[FFmpeg-user] Slowing ffmpeg down

Rich Andrews stuart.r.andrews at gmail.com
Wed Aug 12 21:35:31 EEST 2020


On Tue, Aug 11, 2020 at 11:54 PM Shaun Procter <shaun.procter at gmail.com>
wrote:

> > On 12 Aug 2020, at 9:01 am, Rich Andrews <stuart.r.andrews at gmail.com>
> wrote:
> >
> > Is there any trick to slow down ffmpeg on a simple stream mapping?
> >
> > Stream mapping:
> >  Stream #0:0 -> #0:0 (pcm_s16le (native) -> pcm_s16le (native))
> >
> > Given an input file that is looped and output with a command such as:
> >
> > ffmpeg-4.2.1-armhf-static/ffmpeg -y -t 200 -stream_loop -1 -i
> HoldMusic.wav
> > -map 0:a:0 -f wav output.wav
> >
> > ffmpeg can move the data really quickly!
> >
> > bitrate=1411.2kbits/s speed= 262x
> >
> > Any way to get that speed down to ~1x?  My purpose is that ffmpeg is
> being
> > used as a child subprocess and I would like to be able to test its
> behavior
> > in-situ.  There is a lot of timing in my  application between fork and
> join
> > and having ffmpeg be slow would be really helpful.
> >
> > Push comes to shove, I'll just use another program to more slowly copy,
> but
> > that wouldn't be as good as using ffmpeg itself since it has a host of
> > behaviors as a child process regarding signaling and return codes.
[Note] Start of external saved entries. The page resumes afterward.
use crate::areas::repository::Repository;
use crate::artifacts::branch::branch_name::BranchName;
use crate::artifacts::diff::branch_diff::BranchComparison;
use crate::artifacts::log::rev_list::{CommitSummary, RevList};
use crate::errors::{Entity, Error, Result};
use colored::Colorize;
use std::io::Write;

impl Repository {
    /// Split the histories of two branches into shared and unique commits
    pub fn compare_branches(&self, first: &str, second: &str) -> Result<BranchComparison> {
        let first_history = self.branch_history(first)?;
        let second_history = self.branch_history(second)?;

        Ok(BranchComparison::compare(first_history, second_history))
    }

    /// Compare two branches and print the result as a table
    pub fn diff(&self, first: &str, second: &str) -> Result<BranchComparison> {
        let comparison = self.compare_branches(first, second)?;

        self.print_section("Common commits", &comparison.common, |text| text.normal())?;
        self.print_section(&format!("Only in {first}"), &comparison.only_in_first, |text| {
            text.green()
        })?;
        self.print_section(
            &format!("Only in {second}"),
            &comparison.only_in_second,
            |text| text.red(),
        )?;

        Ok(comparison)
    }

    fn branch_history(&self, branch_name: &str) -> Result<Vec<CommitSummary>> {
        let branch_name = BranchName::try_parse(branch_name.to_string())?;

        if !self.refs().branch_exists(&branch_name) {
            return Err(Error::not_found(Entity::Branch, &branch_name));
        }

        RevList::new(self.database(), self.refs().branch_hash(&branch_name)?).history()
    }

    fn print_section(
        &self,
        title: &str,
        summaries: &[CommitSummary],
        paint: impl Fn(&str) -> colored::ColoredString,
    ) -> Result<()> {
        writeln!(self.writer(), "{} ({})", title.bold(), summaries.len())?;

        for summary in summaries {
            writeln!(
                self.writer(),
                "  {}  {}  {}",
                paint(&summary.oid.to_short_oid()),
                summary.readable_timestamp(),
                summary.short_message()
            )?;
        }

        Ok(())
    }
}
use crate::areas::repository::Repository;
use crate::artifacts::branch::branch_name::BranchName;
use crate::artifacts::objects::object_id::ObjectId;
use crate::errors::Result;
use colored::Colorize;
use std::io::Write;

impl Repository {
    /// Create a branch at the current commit
    pub fn create_branch(&mut self, branch_name: &str) -> Result<ObjectId> {
        let branch_name = BranchName::try_parse(branch_name.to_string())?;

        let oid = self.refs().create_branch(&branch_name)?;

        writeln!(
            self.writer(),
            "Created branch '{}' at {}",
            branch_name,
            oid.to_short_oid()
        )?;

        Ok(oid)
    }

    /// List branches, marking the checked-out one with `*`
    pub fn list_branches(&self) -> Result<Vec<BranchName>> {
        let (current, _) = self.refs().current_branch()?;
        let branches = self.refs().list_branches()?;

        for branch in &branches {
            if *branch == current {
                writeln!(self.writer(), "* {}", branch.as_ref().green())?;
            } else {
                writeln!(self.writer(), "  {}", branch)?;
            }
        }

        Ok(branches)
    }
}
Come
> to
> > think of it, since I built ffmpeg, maybe I can just build a variant that
> > sleeps frequently?
> >
>
> You can use the -re flag like this,
>
> ffmpeg-4.2.1-armhf-static/ffmpeg -re -y -t 200 -stream_loop -1 -I
> HoldMusic.wav -map 0:a:0 -f wav output.wav
>
> “The FFmpeg's "-re" flag means to "Read input at native frame rate. Mainly
> used to simulate a grab device." i.e. if you wanted to stream a video file,
> then you would want to use this, otherwise it might stream it too fast (it
> attempts to stream at line speed by default). My guess is you typically
> don't want to use this flag when streaming from a live device, ever.” -
> https://trac.ffmpeg.org/wiki/StreamingGuide
>
> Hope that helps.
>
> Shaun
>
>
I feel silly for having looked at that very switch and didn't bother trying
it thinking that the input file doesn't have a framerate.  '-re' works
perfectly.  Thank you for the perfect solution!